Assignment: The records sit below. Return every line in them that holds the word "entry".

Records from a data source

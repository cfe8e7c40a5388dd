//! Time-range table: analysis window, cache TTL and staleness threshold.

use std::fmt;

use chrono::{DateTime, Duration, Utc};
use serde::{Deserialize, Serialize};

use crate::model::ParseLabelError;

/// Requested analysis window.
#[derive(Debug, Clone, Copy, PartialEq, Eq, Hash, Serialize, Deserialize)]
pub enum TimeRange {
    #[serde(rename = "24h")]
    Day,
    #[serde(rename = "7d")]
    Week,
    #[serde(rename = "28d")]
    FourWeeks,
    #[serde(rename = "1y")]
    Year,
    #[serde(rename = "5y")]
    FiveYears,
}

impl TimeRange {
    pub const ALL: [Self; 5] = [
        Self::Day,
        Self::Week,
        Self::FourWeeks,
        Self::Year,
        Self::FiveYears,
    ];

    #[must_use]
    pub fn label(&self) -> &'static str {
        match self {
            Self::Day => "24h",
            Self::Week => "7d",
            Self::FourWeeks => "28d",
            Self::Year => "1y",
            Self::FiveYears => "5y",
        }
    }

    pub fn parse(value: &str) -> Result<Self, ParseLabelError> {
        Self::ALL
            .into_iter()
            .find(|r| r.label().eq_ignore_ascii_case(value.trim()))
            .ok_or_else(|| ParseLabelError {
                kind: "time range",
                value: value.to_string(),
            })
    }

    /// Length of the analysis window.
    #[must_use]
    pub fn window(&self) -> Duration {
        match self {
            Self::Day => Duration::hours(24),
            Self::Week => Duration::days(7),
            Self::FourWeeks => Duration::days(28),
            Self::Year => Duration::days(365),
            Self::FiveYears => Duration::days(5 * 365),
        }
    }

    /// How long a cache entry for this range is valid.
    #[must_use]
    pub fn ttl(&self) -> Duration {
        match self {
            Self::Day => Duration::minutes(30),
            Self::Week => Duration::minutes(60),
            Self::FourWeeks => Duration::minutes(120),
            Self::Year => Duration::minutes(240),
            Self::FiveYears => Duration::minutes(480),
        }
    }

    /// Age after which a cache entry is flagged stale (but still served).
    #[must_use]
    pub fn staleness_threshold(&self) -> Duration {
        match self {
            Self::Day => Duration::minutes(15),
            Self::Week => Duration::minutes(30),
            Self::FourWeeks => Duration::minutes(60),
            Self::Year => Duration::minutes(120),
            Self::FiveYears => Duration::minutes(240),
        }
    }

    /// Earliest comment timestamp retained for a request made at `now`.
    #[must_use]
    pub fn cutoff(&self, now: DateTime<Utc>) -> DateTime<Utc> {
        now - self.window()
    }

    #[must_use]
    pub fn is_stale(&self, refreshed_at: DateTime<Utc>, now: DateTime<Utc>) -> bool {
        now - refreshed_at > self.staleness_threshold()
    }
}

impl fmt::Display for TimeRange {
    fn fmt(&self, f: &mut fmt::Formatter<'_>) -> fmt::Result {
        f.write_str(self.label())
    }
}
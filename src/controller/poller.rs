//! Polling consumer: a fixed-cadence task that encodes extension frames and
//! broadcasts them to any number of read-only subscribers.

use crate::controller::emulated::ControllerError;
use crate::extension::Extension;
use std::sync::Arc;
use tokio::sync::watch;
use tracing::{debug, error, info};

/// Poller settings.
#[derive(Clone, Debug)]
pub struct PollerSettings {
    pub interval_ms: u64,
}

impl Default for PollerSettings {
    fn default() -> Self {
        Self { interval_ms: 10 }
    }
}

#[derive(Debug, thiserror::Error)]
pub enum PollerError {
    #[error("frame encoding failed: {0}")]
    Encode(#[from] ControllerError),

    #[error("all frame subscribers dropped")]
    ChannelClosed,
}

/// One encoded extension frame as delivered to subscribers. Each tick
/// replaces the previous frame; there is no staleness bound beyond one poll
/// interval.
#[derive(Clone, Debug, Default, PartialEq, Eq)]
pub struct ExtensionFrame {
    pub bytes: Vec<u8>,
}

/// Public handle for the polling task.
pub struct PollerHandle {
    frame_receiver: watch::Receiver<ExtensionFrame>,
}

impl PollerHandle {
    /// Spawn the poller for one extension peripheral.
    pub fn spawn(extension: Arc<dyn Extension>, settings: Option<PollerSettings>) -> Self {
        let settings = settings.unwrap_or_default();
        info!(
            "Spawning state poller for '{}' at {} ms cadence",
            extension.name(),
            settings.interval_ms
        );

        let (frame_sender, frame_receiver) = watch::channel(ExtensionFrame::default());
        tokio::spawn(async move {
            if let Err(e) = run_poller_loop(extension, settings, frame_sender).await {
                error!("State poller terminated: {}", e);
            }
        });

        Self { frame_receiver }
    }

    /// Get a receiver for encoded frames.
    pub fn subscribe(&self) -> watch::Receiver<ExtensionFrame> {
        debug!("New subscriber to extension frames");
        self.frame_receiver.clone()
    }
}

async fn run_poller_loop(
    extension: Arc<dyn Extension>,
    settings: PollerSettings,
    frame_sender: watch::Sender<ExtensionFrame>,
) -> Result<(), PollerError> {
    let mut interval_timer =
        tokio::time::interval(tokio::time::Duration::from_millis(settings.interval_ms));
    let mut frame = ExtensionFrame {
        bytes: vec![0; extension.frame_len()],
    };

    info!("Entering poller loop");
    loop {
        interval_timer.tick().await;

        extension.encode_frame(&mut frame.bytes)?;
        debug!("Polled frame: {:02X?}", frame.bytes);

        if frame_sender.send(frame.clone()).is_err() {
            return Err(PollerError::ChannelClosed);
        }
    }
}

#[cfg(test)]
mod tests {
    use super::*;
    use crate::extension::ClassicController;

    #[tokio::test]
    async fn poller_broadcasts_encoded_frames() {
        let pad = Arc::new(ClassicController::new());
        {
            let mut state = pad.controller().state_lock();
            state.group_mut_by_name("Buttons").unwrap().controls_mut()[0]
                .reference_mut()
                .set_input(1.0, 1);
        }

        let poller = PollerHandle::spawn(pad.clone(), Some(PollerSettings { interval_ms: 1 }));
        let mut frames = poller.subscribe();
        frames.changed().await.unwrap();

        let frame = frames.borrow().clone();
        assert_eq!(frame.bytes.len(), pad.frame_len());
        // Button field at the tail carries the inverted pressed-mask.
        let field = u16::from_le_bytes([frame.bytes[6], frame.bytes[7]]);
        assert_ne!(field, 0xFFFF);
    }
}
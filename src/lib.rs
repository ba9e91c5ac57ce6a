//! emupad: a polymorphic model of emulated game-controller input.
//!
//! Heterogeneous host-input signals are normalized into calibrated logical
//! state by typed control groups, and an extension encoder serializes that
//! state into the byte-exact register frame of the real peripheral so the
//! emulated I/O bus cannot tell emulated from physical hardware.
//!
//! Device enumeration, binding-expression parsing and the bus emulation
//! itself are external collaborators behind the [`controller::InputSource`]
//! and [`extension::Extension`] seams.

pub mod controller;
pub mod extension;
pub mod persistence;
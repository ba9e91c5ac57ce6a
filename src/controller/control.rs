//! Leaf controls and numeric settings attached to control groups.

use crate::controller::reference::{ControlReference, ControlState, Polarity};

/// A named leaf input wrapping exactly one control reference.
///
/// Name and translation flag are fixed at construction; only the reference's
/// binding may change afterwards.
#[derive(Clone, Debug)]
pub struct Control {
    name: String,
    translated: bool,
    reference: ControlReference,
}

impl Control {
    pub fn new(name: impl Into<String>, translated: bool, polarity: Polarity) -> Self {
        Self {
            name: name.into(),
            translated,
            reference: ControlReference::new(polarity),
        }
    }

    pub fn name(&self) -> &str {
        &self.name
    }

    /// Whether the display name goes through UI translation.
    pub fn is_translated(&self) -> bool {
        self.translated
    }

    pub fn reference(&self) -> &ControlReference {
        &self.reference
    }

    pub fn reference_mut(&mut self) -> &mut ControlReference {
        &mut self.reference
    }

    pub(crate) fn state(&self) -> ControlState {
        self.reference.state()
    }
}

/// Value kind of a numeric setting.
#[derive(Clone, Copy, Debug, PartialEq, Eq)]
pub enum SettingKind {
    Float,
    Bool,
}

/// A named, range-bounded tunable attached to a group. Values persist across
/// sessions through the profile store; the setting itself only exposes
/// get/set.
#[derive(Clone, Debug)]
pub struct NumericSetting {
    name: String,
    kind: SettingKind,
    default: f64,
    min: f64,
    max: f64,
    value: f64,
}

impl NumericSetting {
    pub fn float(name: impl Into<String>, default: f64, min: f64, max: f64) -> Self {
        Self {
            name: name.into(),
            kind: SettingKind::Float,
            default,
            min,
            max,
            value: default,
        }
    }

    pub fn bool(name: impl Into<String>, default: bool) -> Self {
        let default = if default { 1.0 } else { 0.0 };
        Self {
            name: name.into(),
            kind: SettingKind::Bool,
            default,
            min: 0.0,
            max: 1.0,
            value: default,
        }
    }

    pub fn name(&self) -> &str {
        &self.name
    }

    pub fn kind(&self) -> SettingKind {
        self.kind
    }

    pub fn default_value(&self) -> f64 {
        self.default
    }

    pub fn min(&self) -> f64 {
        self.min
    }

    pub fn max(&self) -> f64 {
        self.max
    }

    pub fn value(&self) -> f64 {
        self.value
    }

    pub fn bool_value(&self) -> bool {
        self.value > 0.5
    }

    /// Set the value, clamped into the setting's range. Bool settings snap
    /// to 0.0 or 1.0.
    pub fn set_value(&mut self, value: f64) {
        self.value = match self.kind {
            SettingKind::Float => value.clamp(self.min, self.max),
            SettingKind::Bool => {
                if value > 0.5 {
                    1.0
                } else {
                    0.0
                }
            }
        };
    }

    pub fn reset(&mut self) {
        self.value = self.default;
    }
}
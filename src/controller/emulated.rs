//! Emulated controller: an arena of control groups behind one coarse state
//! lock.

use crate::controller::group::{ControlGroup, GroupError};
use crate::controller::reference::InputSource;
use std::sync::{Mutex, MutexGuard};
use tracing::{debug, info};

/// Index-stable handle to a group in a controller's arena. Groups are owned
/// by the arena and referenced by index, never by address.
#[derive(Clone, Copy, Debug, PartialEq, Eq)]
pub struct GroupId(pub(crate) usize);

#[derive(Debug, thiserror::Error)]
pub enum ControllerError {
    #[error("no group with id {0:?}")]
    UnknownGroup(GroupId),

    #[error("no group named '{0}'")]
    UnknownGroupName(String),

    #[error("frame buffer has {got} bytes, expected {expected}")]
    FrameSize { expected: usize, got: usize },

    #[error(transparent)]
    Group(#[from] GroupError),
}

/// The lock-protected arena: every group of one emulated device, in protocol
/// order. Built once at controller construction; no add/remove afterwards.
#[derive(Debug, Default)]
pub struct ControllerState {
    groups: Vec<ControlGroup>,
}

impl ControllerState {
    /// Construction-time only: append a group and hand back its id.
    pub fn add_group(&mut self, group: ControlGroup) -> GroupId {
        debug!(
            "Adding group '{}' ({:?}) at index {}",
            group.name(),
            group.kind(),
            self.groups.len()
        );
        self.groups.push(group);
        GroupId(self.groups.len() - 1)
    }

    /// Fails loudly on a stale or foreign id; a silently substituted group
    /// would corrupt downstream frame layout.
    pub fn group(&self, id: GroupId) -> Result<&ControlGroup, ControllerError> {
        self.groups.get(id.0).ok_or(ControllerError::UnknownGroup(id))
    }

    pub fn group_mut(&mut self, id: GroupId) -> Result<&mut ControlGroup, ControllerError> {
        self.groups
            .get_mut(id.0)
            .ok_or(ControllerError::UnknownGroup(id))
    }

    pub fn group_by_name(&self, name: &str) -> Result<&ControlGroup, ControllerError> {
        self.groups
            .iter()
            .find(|group| group.name() == name)
            .ok_or_else(|| ControllerError::UnknownGroupName(name.to_string()))
    }

    pub fn group_mut_by_name(&mut self, name: &str) -> Result<&mut ControlGroup, ControllerError> {
        self.groups
            .iter_mut()
            .find(|group| group.name() == name)
            .ok_or_else(|| ControllerError::UnknownGroupName(name.to_string()))
    }

    pub fn groups(&self) -> &[ControlGroup] {
        &self.groups
    }

    pub fn groups_mut(&mut self) -> &mut [ControlGroup] {
        &mut self.groups
    }

    /// Refresh every control reference from the device backend.
    pub fn update_references(&mut self, source: &dyn InputSource) {
        for group in &mut self.groups {
            group.update_references(source);
        }
    }
}

/// One emulated device: an ordered set of control groups living for the
/// device session, shared between the emulation producer and read-only
/// pollers.
pub struct EmulatedController {
    name: String,
    state: Mutex<ControllerState>,
}

impl EmulatedController {
    pub fn new(name: impl Into<String>, state: ControllerState) -> Self {
        let name = name.into();
        info!(
            "Created emulated controller '{}' with {} groups",
            name,
            state.groups.len()
        );
        Self {
            name,
            state: Mutex::new(state),
        }
    }

    pub fn name(&self) -> &str {
        &self.name
    }

    /// Scoped whole-controller lock. Everything read under one guard is a
    /// consistent snapshot; nothing is promised across separate guards.
    /// Callers must not hold the guard across blocking operations.
    pub fn state_lock(&self) -> MutexGuard<'_, ControllerState> {
        // Derivation is pure over cached samples, so a poisoned lock still
        // holds usable state.
        self.state
            .lock()
            .unwrap_or_else(|poisoned| poisoned.into_inner())
    }
}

Reply to the task:
    /// How long a cache entry for this range is valid.
    /// Age after which a cache entry is flagged stale (but still served).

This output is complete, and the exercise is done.